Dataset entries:
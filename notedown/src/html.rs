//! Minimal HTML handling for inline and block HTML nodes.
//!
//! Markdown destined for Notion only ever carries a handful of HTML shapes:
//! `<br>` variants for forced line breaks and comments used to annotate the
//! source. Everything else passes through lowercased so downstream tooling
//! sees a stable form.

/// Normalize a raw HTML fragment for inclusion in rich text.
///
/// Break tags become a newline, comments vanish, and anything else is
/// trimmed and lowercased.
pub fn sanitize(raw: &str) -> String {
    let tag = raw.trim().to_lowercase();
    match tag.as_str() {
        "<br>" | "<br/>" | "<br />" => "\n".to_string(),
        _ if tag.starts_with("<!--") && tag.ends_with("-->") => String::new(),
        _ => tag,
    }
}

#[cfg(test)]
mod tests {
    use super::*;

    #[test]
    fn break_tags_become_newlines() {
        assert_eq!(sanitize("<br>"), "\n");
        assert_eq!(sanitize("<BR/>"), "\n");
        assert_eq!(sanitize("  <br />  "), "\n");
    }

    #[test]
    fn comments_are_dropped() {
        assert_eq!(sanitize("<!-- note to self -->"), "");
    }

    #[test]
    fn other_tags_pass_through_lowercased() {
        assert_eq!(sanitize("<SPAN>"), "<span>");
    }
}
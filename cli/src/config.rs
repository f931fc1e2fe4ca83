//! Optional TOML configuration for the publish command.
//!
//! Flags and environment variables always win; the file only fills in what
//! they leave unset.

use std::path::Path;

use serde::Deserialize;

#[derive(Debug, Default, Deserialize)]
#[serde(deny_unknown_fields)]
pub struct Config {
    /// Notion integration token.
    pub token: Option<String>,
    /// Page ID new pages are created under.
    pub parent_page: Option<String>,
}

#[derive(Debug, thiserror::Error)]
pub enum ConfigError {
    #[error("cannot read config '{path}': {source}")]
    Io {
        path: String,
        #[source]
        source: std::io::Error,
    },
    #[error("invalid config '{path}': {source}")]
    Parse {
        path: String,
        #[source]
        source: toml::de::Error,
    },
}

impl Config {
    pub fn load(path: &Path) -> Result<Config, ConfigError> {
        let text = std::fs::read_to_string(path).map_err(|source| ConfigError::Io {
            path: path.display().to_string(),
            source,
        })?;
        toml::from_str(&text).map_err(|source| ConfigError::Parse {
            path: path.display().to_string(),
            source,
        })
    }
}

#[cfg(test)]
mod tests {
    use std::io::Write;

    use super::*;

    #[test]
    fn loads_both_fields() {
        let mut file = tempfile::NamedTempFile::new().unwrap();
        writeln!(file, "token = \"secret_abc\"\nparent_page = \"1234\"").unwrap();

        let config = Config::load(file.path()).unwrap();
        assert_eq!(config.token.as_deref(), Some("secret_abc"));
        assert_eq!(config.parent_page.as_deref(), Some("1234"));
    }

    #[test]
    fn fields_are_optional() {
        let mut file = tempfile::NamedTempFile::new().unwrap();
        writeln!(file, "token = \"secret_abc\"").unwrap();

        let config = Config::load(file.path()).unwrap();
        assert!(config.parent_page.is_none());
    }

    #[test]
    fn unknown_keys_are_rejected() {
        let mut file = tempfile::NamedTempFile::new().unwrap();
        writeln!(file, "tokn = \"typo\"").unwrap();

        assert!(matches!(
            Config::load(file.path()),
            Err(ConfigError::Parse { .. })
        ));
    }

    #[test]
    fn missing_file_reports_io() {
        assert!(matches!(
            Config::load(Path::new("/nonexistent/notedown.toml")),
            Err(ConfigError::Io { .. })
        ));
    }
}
==
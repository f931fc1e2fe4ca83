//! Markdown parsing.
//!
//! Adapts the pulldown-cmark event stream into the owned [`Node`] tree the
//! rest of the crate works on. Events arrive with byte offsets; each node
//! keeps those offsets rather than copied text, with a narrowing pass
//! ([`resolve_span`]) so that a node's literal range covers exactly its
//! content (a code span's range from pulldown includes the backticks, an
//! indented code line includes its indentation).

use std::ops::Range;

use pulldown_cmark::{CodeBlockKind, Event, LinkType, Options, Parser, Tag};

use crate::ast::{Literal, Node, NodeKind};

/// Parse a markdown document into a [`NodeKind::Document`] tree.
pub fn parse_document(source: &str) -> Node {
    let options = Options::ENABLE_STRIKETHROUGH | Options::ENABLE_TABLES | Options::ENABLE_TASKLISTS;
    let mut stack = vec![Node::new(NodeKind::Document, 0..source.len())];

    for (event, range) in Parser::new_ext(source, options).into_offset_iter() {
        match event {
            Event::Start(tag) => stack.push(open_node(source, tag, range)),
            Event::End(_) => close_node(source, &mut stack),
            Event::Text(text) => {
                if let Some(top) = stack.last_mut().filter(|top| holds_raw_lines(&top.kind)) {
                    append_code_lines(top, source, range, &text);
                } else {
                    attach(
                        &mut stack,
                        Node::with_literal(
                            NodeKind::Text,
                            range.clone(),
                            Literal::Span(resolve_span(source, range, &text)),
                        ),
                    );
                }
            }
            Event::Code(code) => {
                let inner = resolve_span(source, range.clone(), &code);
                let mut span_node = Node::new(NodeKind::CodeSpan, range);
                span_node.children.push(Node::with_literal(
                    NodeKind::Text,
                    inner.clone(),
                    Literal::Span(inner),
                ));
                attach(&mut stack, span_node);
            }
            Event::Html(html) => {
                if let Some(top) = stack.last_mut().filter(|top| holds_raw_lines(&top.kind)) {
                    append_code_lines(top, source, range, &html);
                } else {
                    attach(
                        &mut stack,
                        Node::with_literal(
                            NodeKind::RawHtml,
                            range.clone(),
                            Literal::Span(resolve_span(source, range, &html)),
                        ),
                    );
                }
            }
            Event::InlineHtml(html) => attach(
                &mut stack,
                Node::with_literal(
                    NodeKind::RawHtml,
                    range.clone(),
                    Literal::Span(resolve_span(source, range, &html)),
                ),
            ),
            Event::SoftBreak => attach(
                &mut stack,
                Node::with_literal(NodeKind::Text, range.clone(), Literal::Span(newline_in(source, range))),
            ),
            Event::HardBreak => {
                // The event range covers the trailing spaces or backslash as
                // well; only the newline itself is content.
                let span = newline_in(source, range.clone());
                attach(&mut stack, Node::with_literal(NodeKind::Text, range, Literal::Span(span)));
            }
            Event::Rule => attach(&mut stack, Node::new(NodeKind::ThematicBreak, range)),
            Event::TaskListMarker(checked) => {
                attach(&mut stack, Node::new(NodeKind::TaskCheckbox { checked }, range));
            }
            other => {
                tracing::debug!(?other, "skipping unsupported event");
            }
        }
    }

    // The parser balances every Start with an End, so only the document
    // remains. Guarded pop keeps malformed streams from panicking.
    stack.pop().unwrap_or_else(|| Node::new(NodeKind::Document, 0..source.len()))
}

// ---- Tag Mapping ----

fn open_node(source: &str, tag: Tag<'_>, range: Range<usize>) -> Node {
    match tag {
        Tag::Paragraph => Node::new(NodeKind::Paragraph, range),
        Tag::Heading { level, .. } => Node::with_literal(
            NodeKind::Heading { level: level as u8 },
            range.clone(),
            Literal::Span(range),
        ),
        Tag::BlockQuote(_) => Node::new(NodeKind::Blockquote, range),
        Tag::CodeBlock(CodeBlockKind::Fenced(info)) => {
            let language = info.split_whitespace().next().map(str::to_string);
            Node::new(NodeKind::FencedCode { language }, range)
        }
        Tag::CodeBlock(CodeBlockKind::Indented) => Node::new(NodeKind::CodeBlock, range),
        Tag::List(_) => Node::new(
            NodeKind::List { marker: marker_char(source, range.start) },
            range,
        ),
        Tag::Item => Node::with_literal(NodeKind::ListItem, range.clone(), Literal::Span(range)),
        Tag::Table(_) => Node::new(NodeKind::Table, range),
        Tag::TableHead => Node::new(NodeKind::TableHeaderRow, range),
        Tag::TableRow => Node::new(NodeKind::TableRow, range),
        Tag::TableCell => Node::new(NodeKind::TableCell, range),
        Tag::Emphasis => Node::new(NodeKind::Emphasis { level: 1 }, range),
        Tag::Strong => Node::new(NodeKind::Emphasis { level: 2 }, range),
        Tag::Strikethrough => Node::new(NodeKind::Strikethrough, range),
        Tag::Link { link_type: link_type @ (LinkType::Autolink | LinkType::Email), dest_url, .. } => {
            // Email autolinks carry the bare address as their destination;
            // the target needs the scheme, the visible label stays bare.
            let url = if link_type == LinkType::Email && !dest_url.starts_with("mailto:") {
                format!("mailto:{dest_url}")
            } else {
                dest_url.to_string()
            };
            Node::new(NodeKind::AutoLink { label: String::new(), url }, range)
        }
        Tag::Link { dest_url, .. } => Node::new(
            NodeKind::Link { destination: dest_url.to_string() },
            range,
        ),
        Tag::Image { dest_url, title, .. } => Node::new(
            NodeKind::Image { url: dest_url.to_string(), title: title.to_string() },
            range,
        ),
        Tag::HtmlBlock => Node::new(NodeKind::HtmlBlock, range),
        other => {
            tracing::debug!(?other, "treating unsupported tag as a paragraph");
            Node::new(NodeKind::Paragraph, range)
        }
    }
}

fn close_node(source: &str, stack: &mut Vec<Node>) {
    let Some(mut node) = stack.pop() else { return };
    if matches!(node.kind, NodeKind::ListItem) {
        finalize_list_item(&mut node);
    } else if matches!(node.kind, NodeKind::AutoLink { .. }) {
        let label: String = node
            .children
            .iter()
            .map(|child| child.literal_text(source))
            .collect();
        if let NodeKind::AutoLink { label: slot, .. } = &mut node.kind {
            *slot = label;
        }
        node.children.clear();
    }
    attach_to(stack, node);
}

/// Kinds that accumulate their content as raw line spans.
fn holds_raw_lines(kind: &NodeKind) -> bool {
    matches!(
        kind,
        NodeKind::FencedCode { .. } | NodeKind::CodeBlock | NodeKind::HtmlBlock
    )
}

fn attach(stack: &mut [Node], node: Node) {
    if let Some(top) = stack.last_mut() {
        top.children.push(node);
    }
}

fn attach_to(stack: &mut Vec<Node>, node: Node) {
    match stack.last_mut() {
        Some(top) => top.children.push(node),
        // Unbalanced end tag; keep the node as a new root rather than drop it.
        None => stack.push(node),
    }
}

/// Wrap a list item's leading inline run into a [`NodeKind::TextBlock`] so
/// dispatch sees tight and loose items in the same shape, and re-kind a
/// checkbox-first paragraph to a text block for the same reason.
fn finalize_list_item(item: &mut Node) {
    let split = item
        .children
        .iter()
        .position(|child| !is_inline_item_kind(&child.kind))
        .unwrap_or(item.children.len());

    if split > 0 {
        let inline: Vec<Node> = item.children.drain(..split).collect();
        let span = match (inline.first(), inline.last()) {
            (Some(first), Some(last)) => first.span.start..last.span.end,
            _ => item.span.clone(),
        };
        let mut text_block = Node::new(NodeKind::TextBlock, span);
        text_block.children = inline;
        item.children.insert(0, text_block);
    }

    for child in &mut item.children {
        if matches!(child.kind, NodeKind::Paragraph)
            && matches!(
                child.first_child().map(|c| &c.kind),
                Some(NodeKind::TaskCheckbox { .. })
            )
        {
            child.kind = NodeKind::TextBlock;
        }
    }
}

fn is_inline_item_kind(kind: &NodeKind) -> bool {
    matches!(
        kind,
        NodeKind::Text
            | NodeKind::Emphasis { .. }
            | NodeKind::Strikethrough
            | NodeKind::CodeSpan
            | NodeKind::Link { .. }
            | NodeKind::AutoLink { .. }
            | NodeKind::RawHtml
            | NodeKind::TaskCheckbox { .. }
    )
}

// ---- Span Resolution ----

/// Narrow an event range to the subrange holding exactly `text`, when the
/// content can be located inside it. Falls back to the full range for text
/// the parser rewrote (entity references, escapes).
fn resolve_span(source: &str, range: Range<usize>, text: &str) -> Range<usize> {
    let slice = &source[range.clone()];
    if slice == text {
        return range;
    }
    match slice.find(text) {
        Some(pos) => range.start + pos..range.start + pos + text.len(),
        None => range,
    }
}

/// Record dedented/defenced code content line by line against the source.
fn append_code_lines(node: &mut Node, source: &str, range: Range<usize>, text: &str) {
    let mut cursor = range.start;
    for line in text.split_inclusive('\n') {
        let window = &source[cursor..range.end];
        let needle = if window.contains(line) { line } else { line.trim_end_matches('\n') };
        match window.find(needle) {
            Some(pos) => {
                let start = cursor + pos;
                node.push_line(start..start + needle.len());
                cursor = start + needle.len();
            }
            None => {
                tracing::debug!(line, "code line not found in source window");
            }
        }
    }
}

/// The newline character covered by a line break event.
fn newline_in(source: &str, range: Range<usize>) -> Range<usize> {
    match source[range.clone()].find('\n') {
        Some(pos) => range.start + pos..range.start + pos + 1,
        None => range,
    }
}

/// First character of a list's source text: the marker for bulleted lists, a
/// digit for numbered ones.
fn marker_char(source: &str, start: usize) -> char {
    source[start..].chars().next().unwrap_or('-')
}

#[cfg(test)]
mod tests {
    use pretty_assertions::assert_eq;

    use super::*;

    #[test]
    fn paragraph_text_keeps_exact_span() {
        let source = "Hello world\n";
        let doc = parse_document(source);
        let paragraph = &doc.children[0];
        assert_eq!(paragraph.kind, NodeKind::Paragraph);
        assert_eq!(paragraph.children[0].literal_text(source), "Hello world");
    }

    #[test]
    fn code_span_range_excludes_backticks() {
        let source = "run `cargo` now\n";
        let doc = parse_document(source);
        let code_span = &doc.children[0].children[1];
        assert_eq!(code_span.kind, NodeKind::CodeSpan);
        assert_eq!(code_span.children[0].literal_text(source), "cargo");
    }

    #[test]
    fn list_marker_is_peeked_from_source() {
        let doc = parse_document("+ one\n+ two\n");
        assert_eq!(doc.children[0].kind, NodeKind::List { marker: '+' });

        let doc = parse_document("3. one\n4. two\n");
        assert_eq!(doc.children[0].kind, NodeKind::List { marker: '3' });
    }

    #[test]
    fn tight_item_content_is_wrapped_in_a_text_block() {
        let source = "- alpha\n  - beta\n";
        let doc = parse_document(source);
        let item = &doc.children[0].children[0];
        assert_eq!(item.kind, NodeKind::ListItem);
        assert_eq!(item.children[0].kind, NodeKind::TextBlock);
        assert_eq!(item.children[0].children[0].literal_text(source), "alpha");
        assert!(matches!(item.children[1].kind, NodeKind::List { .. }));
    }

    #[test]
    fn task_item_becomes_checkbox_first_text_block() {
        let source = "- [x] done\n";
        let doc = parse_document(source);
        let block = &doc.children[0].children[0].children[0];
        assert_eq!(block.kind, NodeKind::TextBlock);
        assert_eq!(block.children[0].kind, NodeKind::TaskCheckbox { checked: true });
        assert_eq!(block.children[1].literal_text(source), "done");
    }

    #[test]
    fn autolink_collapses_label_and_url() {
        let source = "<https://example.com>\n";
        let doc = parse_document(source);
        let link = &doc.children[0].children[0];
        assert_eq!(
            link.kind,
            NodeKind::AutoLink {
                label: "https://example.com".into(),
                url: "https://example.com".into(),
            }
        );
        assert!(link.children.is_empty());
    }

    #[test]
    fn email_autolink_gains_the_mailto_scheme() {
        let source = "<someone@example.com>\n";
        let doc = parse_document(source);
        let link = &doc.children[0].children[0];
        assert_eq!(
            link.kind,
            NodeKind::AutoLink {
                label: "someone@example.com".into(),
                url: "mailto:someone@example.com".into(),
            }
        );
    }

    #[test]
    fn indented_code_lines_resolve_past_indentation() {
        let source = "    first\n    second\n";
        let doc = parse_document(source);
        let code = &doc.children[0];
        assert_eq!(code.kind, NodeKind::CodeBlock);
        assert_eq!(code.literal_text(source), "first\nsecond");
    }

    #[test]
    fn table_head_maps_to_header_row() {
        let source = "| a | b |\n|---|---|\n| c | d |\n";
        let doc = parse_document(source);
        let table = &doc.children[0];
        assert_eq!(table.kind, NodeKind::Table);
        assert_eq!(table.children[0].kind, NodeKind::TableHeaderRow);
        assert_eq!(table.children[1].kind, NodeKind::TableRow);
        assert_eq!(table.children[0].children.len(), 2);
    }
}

Required work: Which lines of the data above contain "world"? Copy each one.

Response to the exercise:
        let source = "Hello world\n";
        assert_eq!(paragraph.children[0].literal_text(source), "Hello world");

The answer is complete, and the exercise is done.